In the past, successful use of machine learning algorithms required bespoke algorithms and huge R&D budgets, but all that is changing. IBM Watson, Microsoft Azure, Amazon and Alibaba all launched turnkey cloud based machine learning SaaS solutions in 2015. At the same time startups like Idibon, MetaMind, Dato and MonkeyLearn have built machine learning products that companies can take advantage of.

Gartner already puts machine learning at the top of its hype curve, and no: machine learning won’t replace all of your employees with computers or suddenly double your revenue. But that doesn’t mean that it can’t give every business a competitive advantage.
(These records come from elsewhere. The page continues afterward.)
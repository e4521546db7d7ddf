use crate::constants::{OBJECT_OPACITY, SELECTED_DARKEN, SELECTED_OPACITY};
use crate::furniture::{Dimensions, FurnitureKind, Parts};
use glam::{Vec2, Vec3, Vec4};
use std::fmt;

/// Identity of a placed object. Ids are never reused within one engine.
#[derive(Clone, Copy, Debug, PartialEq, Eq, Hash, PartialOrd, Ord)]
pub struct ObjectId(pub u32);

impl fmt::Display for ObjectId {
    fn fmt(&self, f: &mut fmt::Formatter<'_>) -> fmt::Result {
        write!(f, "#{}", self.0)
    }
}

/// A draggable item resting on the floor.
///
/// The position setters keep `y == height / 2`; horizontal bounds are the
/// engine's job since they depend on the current room.
#[derive(Clone, Debug)]
pub struct PlaceableObject {
    id: ObjectId,
    kind: FurnitureKind,
    dims: Dimensions,
    position: Vec3,
    selected: bool,
    base_color: [f32; 3],
}

impl PlaceableObject {
    pub fn new(id: ObjectId, kind: FurnitureKind, dims: Dimensions, base_color: [f32; 3]) -> Self {
        Self {
            id,
            kind,
            dims,
            position: Vec3::new(0.0, dims.height * 0.5, 0.0),
            selected: false,
            base_color,
        }
    }

    #[inline]
    pub fn id(&self) -> ObjectId {
        self.id
    }

    #[inline]
    pub fn kind(&self) -> FurnitureKind {
        self.kind
    }

    #[inline]
    pub fn dimensions(&self) -> Dimensions {
        self.dims
    }

    #[inline]
    pub fn position(&self) -> Vec3 {
        self.position
    }

    /// Position projected on the floor plane as (x, z).
    #[inline]
    pub fn floor_position(&self) -> Vec2 {
        Vec2::new(self.position.x, self.position.z)
    }

    #[inline]
    pub fn half_footprint(&self) -> Vec2 {
        self.dims.half_footprint()
    }

    #[inline]
    pub fn is_selected(&self) -> bool {
        self.selected
    }

    pub(crate) fn set_selected(&mut self, selected: bool) {
        self.selected = selected;
    }

    /// Move on the floor plane; y is pinned to half the height.
    pub(crate) fn set_floor_position(&mut self, xz: Vec2) {
        self.position = Vec3::new(xz.x, self.dims.height * 0.5, xz.y);
    }

    /// World-space bounding box as (min, max).
    pub fn bounds(&self) -> (Vec3, Vec3) {
        let half = self.dims.as_vec3() * 0.5;
        (self.position - half, self.position + half)
    }

    /// RGBA used for drawing: darker and more opaque while selected.
    pub fn display_color(&self) -> Vec4 {
        let [r, g, b] = self.base_color;
        if self.selected {
            Vec4::new(
                r * SELECTED_DARKEN,
                g * SELECTED_DARKEN,
                b * SELECTED_DARKEN,
                SELECTED_OPACITY,
            )
        } else {
            Vec4::new(r, g, b, OBJECT_OPACITY)
        }
    }

    /// Component cuboids in world space (centers offset by the floor point).
    pub fn world_parts(&self) -> Parts {
        let base = Vec3::new(self.position.x, 0.0, self.position.z);
        let mut parts = self.kind.parts(self.dims);
        for p in parts.iter_mut() {
            p.center += base;
        }
        parts
    }
}
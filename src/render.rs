use crate::constants::{AMBIENT_LIGHT, CLEAR_COLOR, LIGHT_DIR, MAX_INSTANCES};
use crate::scene::{unit_cube, CubeVertex, InstanceData};
use roomviz_core::Camera;
use wgpu::util::DeviceExt;
use web_sys as web;

static SCENE_WGSL: &str = include_str!("../shaders/scene.wgsl");

const DEPTH_FORMAT: wgpu::TextureFormat = wgpu::TextureFormat::Depth24Plus;

#[repr(C)]
#[derive(Copy, Clone, bytemuck::Pod, bytemuck::Zeroable)]
struct Uniforms {
    view_proj: [[f32; 4]; 4],
    light_dir: [f32; 4],
}

pub struct GpuState<'a> {
    surface: wgpu::Surface<'a>,
    device: wgpu::Device,
    queue: wgpu::Queue,
    config: wgpu::SurfaceConfiguration,
    pipeline: wgpu::RenderPipeline,
    uniform_buffer: wgpu::Buffer,
    cube_vb: wgpu::Buffer,
    instance_vb: wgpu::Buffer,
    bind_group: wgpu::BindGroup,
    depth_view: wgpu::TextureView,
    width: u32,
    height: u32,
    clear_color: wgpu::Color,
}

impl<'a> GpuState<'a> {
    pub async fn new(canvas: &'a web::HtmlCanvasElement) -> anyhow::Result<Self> {
        let width = canvas.width().max(1);
        let height = canvas.height().max(1);

        let instance = wgpu::Instance::default();
        let surface = instance.create_surface(wgpu::SurfaceTarget::Canvas(canvas.clone()))?;
        let adapter = instance
            .request_adapter(&wgpu::RequestAdapterOptions {
                power_preference: wgpu::PowerPreference::HighPerformance,
                compatible_surface: Some(&surface),
                force_fallback_adapter: false,
            })
            .await
            .ok_or_else(|| anyhow::anyhow!("No WebGPU adapter"))?;
        let (device, queue) = adapter
            .request_device(
                &wgpu::DeviceDescriptor {
                    required_features: wgpu::Features::empty(),
                    // Use default limits on web to avoid passing unknown fields to older WebGPU impls
                    required_limits: wgpu::Limits::default(),
                    memory_hints: wgpu::MemoryHints::Performance,
                    label: None,
                },
                None,
            )
            .await
            .map_err(|e| anyhow::anyhow!(format!("request_device error: {:?}", e)))?;
        let caps = surface.get_capabilities(&adapter);
        let format = caps
            .formats
            .iter()
            .copied()
            .find(|f| {
                matches!(
                    f,
                    wgpu::TextureFormat::Bgra8UnormSrgb | wgpu::TextureFormat::Rgba8UnormSrgb
                )
            })
            .or_else(|| caps.formats.first().copied())
            .ok_or_else(|| anyhow::anyhow!("surface reports no formats"))?;
        let alpha_mode = caps
            .alpha_modes
            .first()
            .copied()
            .unwrap_or(wgpu::CompositeAlphaMode::Auto);
        let config = wgpu::SurfaceConfiguration {
            usage: wgpu::TextureUsages::RENDER_ATTACHMENT,
            format,
            width,
            height,
            present_mode: wgpu::PresentMode::Fifo,
            alpha_mode,
            view_formats: vec![],
            desired_maximum_frame_latency: 2,
        };
        surface.configure(&device, &config);

        let shader = device.create_shader_module(wgpu::ShaderModuleDescriptor {
            label: Some("scene_shader"),
            source: wgpu::ShaderSource::Wgsl(SCENE_WGSL.into()),
        });

        let uniform_buffer = device.create_buffer(&wgpu::BufferDescriptor {
            label: Some("scene_uniforms"),
            size: std::mem::size_of::<Uniforms>() as u64,
            usage: wgpu::BufferUsages::UNIFORM | wgpu::BufferUsages::COPY_DST,
            mapped_at_creation: false,
        });
        let cube = unit_cube();
        let cube_vb = device.create_buffer_init(&wgpu::util::BufferInitDescriptor {
            label: Some("cube_vb"),
            contents: bytemuck::cast_slice(&cube),
            usage: wgpu::BufferUsages::VERTEX,
        });
        let instance_vb = device.create_buffer(&wgpu::BufferDescriptor {
            label: Some("instance_vb"),
            size: (std::mem::size_of::<InstanceData>() * MAX_INSTANCES) as u64,
            usage: wgpu::BufferUsages::VERTEX | wgpu::BufferUsages::COPY_DST,
            mapped_at_creation: false,
        });
        let bind_group_layout = device.create_bind_group_layout(&wgpu::BindGroupLayoutDescriptor {
            label: Some("scene_bgl"),
            entries: &[wgpu::BindGroupLayoutEntry {
                binding: 0,
                visibility: wgpu::ShaderStages::VERTEX_FRAGMENT,
                ty: wgpu::BindingType::Buffer {
                    ty: wgpu::BufferBindingType::Uniform,
                    has_dynamic_offset: false,
                    min_binding_size: None,
                },
                count: None,
            }],
        });
        let bind_group = device.create_bind_group(&wgpu::BindGroupDescriptor {
            label: Some("scene_bg"),
            layout: &bind_group_layout,
            entries: &[wgpu::BindGroupEntry {
                binding: 0,
                resource: uniform_buffer.as_entire_binding(),
            }],
        });
        let pipeline_layout = device.create_pipeline_layout(&wgpu::PipelineLayoutDescriptor {
            label: Some("scene_pl"),
            bind_group_layouts: &[&bind_group_layout],
            push_constant_ranges: &[],
        });

        let vertex_buffers = [
            // slot 0: cube mesh
            wgpu::VertexBufferLayout {
                array_stride: std::mem::size_of::<CubeVertex>() as u64,
                step_mode: wgpu::VertexStepMode::Vertex,
                attributes: &[
                    wgpu::VertexAttribute {
                        format: wgpu::VertexFormat::Float32x3,
                        offset: 0,
                        shader_location: 0,
                    },
                    wgpu::VertexAttribute {
                        format: wgpu::VertexFormat::Float32x3,
                        offset: 12,
                        shader_location: 1,
                    },
                ],
            },
            // slot 1: instance data
            wgpu::VertexBufferLayout {
                array_stride: std::mem::size_of::<InstanceData>() as u64,
                step_mode: wgpu::VertexStepMode::Instance,
                attributes: &[
                    wgpu::VertexAttribute {
                        format: wgpu::VertexFormat::Float32x3,
                        offset: 0,
                        shader_location: 2,
                    },
                    wgpu::VertexAttribute {
                        format: wgpu::VertexFormat::Float32x3,
                        offset: 16,
                        shader_location: 3,
                    },
                    wgpu::VertexAttribute {
                        format: wgpu::VertexFormat::Float32x4,
                        offset: 32,
                        shader_location: 4,
                    },
                ],
            },
        ];
        let pipeline = device.create_render_pipeline(&wgpu::RenderPipelineDescriptor {
            label: Some("scene_pipeline"),
            layout: Some(&pipeline_layout),
            vertex: wgpu::VertexState {
                module: &shader,
                entry_point: Some("vs_main"),
                buffers: &vertex_buffers,
                compilation_options: wgpu::PipelineCompilationOptions::default(),
            },
            primitive: wgpu::PrimitiveState {
                cull_mode: Some(wgpu::Face::Back),
                ..Default::default()
            },
            depth_stencil: Some(wgpu::DepthStencilState {
                format: DEPTH_FORMAT,
                depth_write_enabled: true,
                depth_compare: wgpu::CompareFunction::Less,
                stencil: wgpu::StencilState::default(),
                bias: wgpu::DepthBiasState::default(),
            }),
            multisample: wgpu::MultisampleState::default(),
            fragment: Some(wgpu::FragmentState {
                module: &shader,
                entry_point: Some("fs_main"),
                targets: &[Some(wgpu::ColorTargetState {
                    format,
                    blend: Some(wgpu::BlendState::ALPHA_BLENDING),
                    write_mask: wgpu::ColorWrites::ALL,
                })],
                compilation_options: wgpu::PipelineCompilationOptions::default(),
            }),
            cache: None,
            multiview: None,
        });

        let depth_view = create_depth_view(&device, width, height);
        let [r, g, b, a] = CLEAR_COLOR;

        Ok(Self {
            surface,
            device,
            queue,
            config,
            pipeline,
            uniform_buffer,
            cube_vb,
            instance_vb,
            bind_group,
            depth_view,
            width,
            height,
            clear_color: wgpu::Color { r, g, b, a },
        })
    }

    pub fn resize_if_needed(&mut self, width: u32, height: u32) {
        if width == 0 || height == 0 {
            return;
        }
        if width != self.width || height != self.height {
            self.width = width;
            self.height = height;
            self.config.width = width;
            self.config.height = height;
            self.surface.configure(&self.device, &self.config);
            self.depth_view = create_depth_view(&self.device, width, height);
        }
    }

    pub fn render(
        &mut self,
        camera: &Camera,
        instances: &[InstanceData],
    ) -> Result<(), wgpu::SurfaceError> {
        let count = instances.len().min(MAX_INSTANCES);
        let uniforms = Uniforms {
            view_proj: camera.view_proj().to_cols_array_2d(),
            light_dir: [LIGHT_DIR[0], LIGHT_DIR[1], LIGHT_DIR[2], AMBIENT_LIGHT],
        };
        self.queue
            .write_buffer(&self.uniform_buffer, 0, bytemuck::bytes_of(&uniforms));
        if count > 0 {
            self.queue.write_buffer(
                &self.instance_vb,
                0,
                bytemuck::cast_slice(&instances[..count]),
            );
        }

        let frame = self.surface.get_current_texture()?;
        let view = frame
            .texture
            .create_view(&wgpu::TextureViewDescriptor::default());
        let mut encoder = self
            .device
            .create_command_encoder(&wgpu::CommandEncoderDescriptor {
                label: Some("encoder"),
            });
        {
            let mut rpass = encoder.begin_render_pass(&wgpu::RenderPassDescriptor {
                label: Some("scene_pass"),
                color_attachments: &[Some(wgpu::RenderPassColorAttachment {
                    view: &view,
                    resolve_target: None,
                    ops: wgpu::Operations {
                        load: wgpu::LoadOp::Clear(self.clear_color),
                        store: wgpu::StoreOp::Store,
                    },
                })],
                depth_stencil_attachment: Some(wgpu::RenderPassDepthStencilAttachment {
                    view: &self.depth_view,
                    depth_ops: Some(wgpu::Operations {
                        load: wgpu::LoadOp::Clear(1.0),
                        store: wgpu::StoreOp::Store,
                    }),
                    stencil_ops: None,
                }),
                timestamp_writes: None,
                occlusion_query_set: None,
            });
            rpass.set_pipeline(&self.pipeline);
            rpass.set_bind_group(0, &self.bind_group, &[]);
            rpass.set_vertex_buffer(0, self.cube_vb.slice(..));
            rpass.set_vertex_buffer(1, self.instance_vb.slice(..));
            rpass.draw(0..36, 0..count as u32);
        }
        self.queue.submit(Some(encoder.finish()));
        frame.present();
        Ok(())
    }
}

fn create_depth_view(device: &wgpu::Device, width: u32, height: u32) -> wgpu::TextureView {
    let tex = device.create_texture(&wgpu::TextureDescriptor {
        label: Some("depth_tex"),
        size: wgpu::Extent3d {
            width,
            height,
            depth_or_array_layers: 1,
        },
        mip_level_count: 1,
        sample_count: 1,
        dimension: wgpu::TextureDimension::D2,
        format: DEPTH_FORMAT,
        usage: wgpu::TextureUsages::RENDER_ATTACHMENT,
        view_formats: &[],
    });
    tex.create_view(&wgpu::TextureViewDescriptor::default())
}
There are plenty of business processes that can significantly benefit from machine learning.

So how does machine learning change the way businesses operate? 

1. Bigger upfront costs
First thing’s first: Machine learning needs training data and training data costs money. Especially training data labelled by humans.

Let me explain. To make machine learning work for business, the algorithm needs to see lots and lots of examples of what it’s supposed to be doing. If you want an algorithm to tell you if a sales lead is good, you need to show it lots and lots of examples of good sales leads and bad sales leads. If you want an algorithm to tag your support tickets you need to show it many examples of support tickets. If you localize your algorithm to a new language you probably need to collect lots of examples in that language.
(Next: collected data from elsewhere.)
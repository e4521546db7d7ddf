//! Furniture templates.
//!
//! A template knows its default bounding dimensions and how to break an
//! instance into component cuboids for drawing. Picking, snapping and
//! clamping only ever look at the bounding box.

use crate::error::{PlacementError, Result};
use glam::{Vec2, Vec3};
use smallvec::SmallVec;
use std::fmt;
use std::str::FromStr;

#[derive(Clone, Copy, Debug, PartialEq, Eq, Hash)]
pub enum FurnitureKind {
    Box,
    Chair,
    Table,
    Sofa,
    Desk,
    Bookshelf,
}

pub const ALL_KINDS: [FurnitureKind; 6] = [
    FurnitureKind::Box,
    FurnitureKind::Chair,
    FurnitureKind::Table,
    FurnitureKind::Sofa,
    FurnitureKind::Desk,
    FurnitureKind::Bookshelf,
];

/// Bounding size of an object in meters.
#[derive(Clone, Copy, Debug, PartialEq)]
pub struct Dimensions {
    pub width: f32,
    pub height: f32,
    pub depth: f32,
}

impl Dimensions {
    pub const fn new(width: f32, height: f32, depth: f32) -> Self {
        Self {
            width,
            height,
            depth,
        }
    }

    pub fn validate(self) -> Result<Self> {
        let ok = |v: f32| v.is_finite() && v > 0.0;
        if ok(self.width) && ok(self.height) && ok(self.depth) {
            Ok(self)
        } else {
            Err(PlacementError::InvalidDimensions {
                width: self.width,
                height: self.height,
                depth: self.depth,
            })
        }
    }

    /// Half extents on the floor plane (x, z).
    #[inline]
    pub fn half_footprint(&self) -> Vec2 {
        Vec2::new(self.width * 0.5, self.depth * 0.5)
    }

    #[inline]
    pub fn as_vec3(&self) -> Vec3 {
        Vec3::new(self.width, self.height, self.depth)
    }
}

/// One drawable box of a furniture piece. `center` is relative to the point
/// on the floor directly under the object's origin.
#[derive(Clone, Copy, Debug, PartialEq)]
pub struct Cuboid {
    pub center: Vec3,
    pub size: Vec3,
}

impl Cuboid {
    #[inline]
    fn new(center: [f32; 3], size: [f32; 3]) -> Self {
        Self {
            center: Vec3::from_array(center),
            size: Vec3::from_array(size),
        }
    }
}

pub type Parts = SmallVec<[Cuboid; 8]>;

const LEG: f32 = 0.05;
const SLAB: f32 = 0.05;
const SHELF_COUNT: usize = 5;

impl FurnitureKind {
    pub fn name(self) -> &'static str {
        match self {
            FurnitureKind::Box => "Box",
            FurnitureKind::Chair => "Chair",
            FurnitureKind::Table => "Table",
            FurnitureKind::Sofa => "Sofa",
            FurnitureKind::Desk => "Desk",
            FurnitureKind::Bookshelf => "Bookshelf",
        }
    }

    pub fn key(self) -> &'static str {
        match self {
            FurnitureKind::Box => "box",
            FurnitureKind::Chair => "chair",
            FurnitureKind::Table => "table",
            FurnitureKind::Sofa => "sofa",
            FurnitureKind::Desk => "desk",
            FurnitureKind::Bookshelf => "bookshelf",
        }
    }

    pub fn default_dimensions(self) -> Dimensions {
        match self {
            FurnitureKind::Box => Dimensions::new(1.0, 1.0, 1.0),
            FurnitureKind::Chair => Dimensions::new(0.5, 0.9, 0.5),
            FurnitureKind::Table => Dimensions::new(1.2, 0.75, 0.8),
            FurnitureKind::Sofa => Dimensions::new(2.0, 0.8, 0.9),
            FurnitureKind::Desk => Dimensions::new(1.4, 0.75, 0.7),
            FurnitureKind::Bookshelf => Dimensions::new(0.8, 1.8, 0.3),
        }
    }

    /// Component cuboids for an instance of this kind with the given size.
    pub fn parts(self, dims: Dimensions) -> Parts {
        let Dimensions {
            width: w,
            height: h,
            depth: d,
        } = dims;
        let mut parts = Parts::new();
        match self {
            FurnitureKind::Box => {
                parts.push(Cuboid::new([0.0, h * 0.5, 0.0], [w, h, d]));
            }
            FurnitureKind::Chair => {
                parts.push(Cuboid::new([0.0, h * 0.5, 0.0], [w, SLAB, d]));
                parts.push(Cuboid::new([0.0, h * 0.7, -d * 0.4], [w, h * 0.4, SLAB]));
                for (sx, sz) in corners() {
                    parts.push(Cuboid::new(
                        [sx * w * 0.4, h * 0.25, sz * d * 0.4],
                        [LEG, h * 0.5, LEG],
                    ));
                }
            }
            FurnitureKind::Table => {
                parts.push(Cuboid::new([0.0, h - SLAB * 0.5, 0.0], [w, SLAB, d]));
                let leg_h = h - SLAB;
                for (sx, sz) in corners() {
                    parts.push(Cuboid::new(
                        [sx * w * 0.45, leg_h * 0.5, sz * d * 0.45],
                        [LEG, leg_h, LEG],
                    ));
                }
            }
            FurnitureKind::Sofa => {
                parts.push(Cuboid::new([0.0, h * 0.4, 0.0], [w, 0.1, d * 0.6]));
                parts.push(Cuboid::new([0.0, h * 0.65, -d * 0.25], [w, h * 0.5, 0.1]));
                for sx in [-1.0, 1.0] {
                    parts.push(Cuboid::new(
                        [sx * w * 0.45, h * 0.55, 0.0],
                        [0.1, h * 0.3, d * 0.6],
                    ));
                }
                parts.push(Cuboid::new([0.0, 0.05, 0.0], [w * 0.9, 0.1, d * 0.5]));
            }
            FurnitureKind::Desk => {
                parts.push(Cuboid::new([0.0, h - SLAB * 0.5, 0.0], [w, SLAB, d]));
                parts.push(Cuboid::new(
                    [-w * 0.3, h * 0.4, 0.0],
                    [w * 0.3, h * 0.8, d * 0.8],
                ));
                let leg_h = h - SLAB;
                for sz in [-1.0, 1.0] {
                    parts.push(Cuboid::new(
                        [w * 0.45, leg_h * 0.5, sz * d * 0.45],
                        [LEG, leg_h, LEG],
                    ));
                }
            }
            FurnitureKind::Bookshelf => {
                let side = 0.03;
                parts.push(Cuboid::new([0.0, h * 0.5, -d * 0.4], [w, h, 0.02]));
                for sx in [-1.0, 1.0] {
                    parts.push(Cuboid::new(
                        [sx * (w - side) * 0.5, h * 0.5, 0.0],
                        [side, h, d],
                    ));
                }
                let shelf = 0.03;
                for i in 0..SHELF_COUNT {
                    let y = (i as f32 / (SHELF_COUNT - 1) as f32) * h;
                    // keep top and bottom boards inside the bounding box
                    let y = y.clamp(shelf * 0.5, h - shelf * 0.5);
                    parts.push(Cuboid::new([0.0, y, 0.0], [w * 0.94, shelf, d * 0.9]));
                }
            }
        }
        parts
    }
}

#[inline]
fn corners() -> [(f32, f32); 4] {
    [(-1.0, -1.0), (1.0, -1.0), (-1.0, 1.0), (1.0, 1.0)]
}

impl fmt::Display for FurnitureKind {
    fn fmt(&self, f: &mut fmt::Formatter<'_>) -> fmt::Result {
        f.write_str(self.key())
    }
}

impl FromStr for FurnitureKind {
    type Err = PlacementError;

    fn from_str(s: &str) -> Result<Self> {
        let wanted = s.trim().to_ascii_lowercase();
        ALL_KINDS
            .iter()
            .copied()
            .find(|k| k.key() == wanted)
            .ok_or_else(|| PlacementError::UnknownKind(s.to_string()))
    }
}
In some instances, a company may have those training sets in house. For example, a bunch of disqualified or qualified leads. But say you haven’t labelled each of your support tickets as they’ve come in over the year. You’d need to have people -- either in-house or en masse via a data enrichment platform -- label those tickets. The machine will then look at those judgments and start finding connections and patterns it can learn from.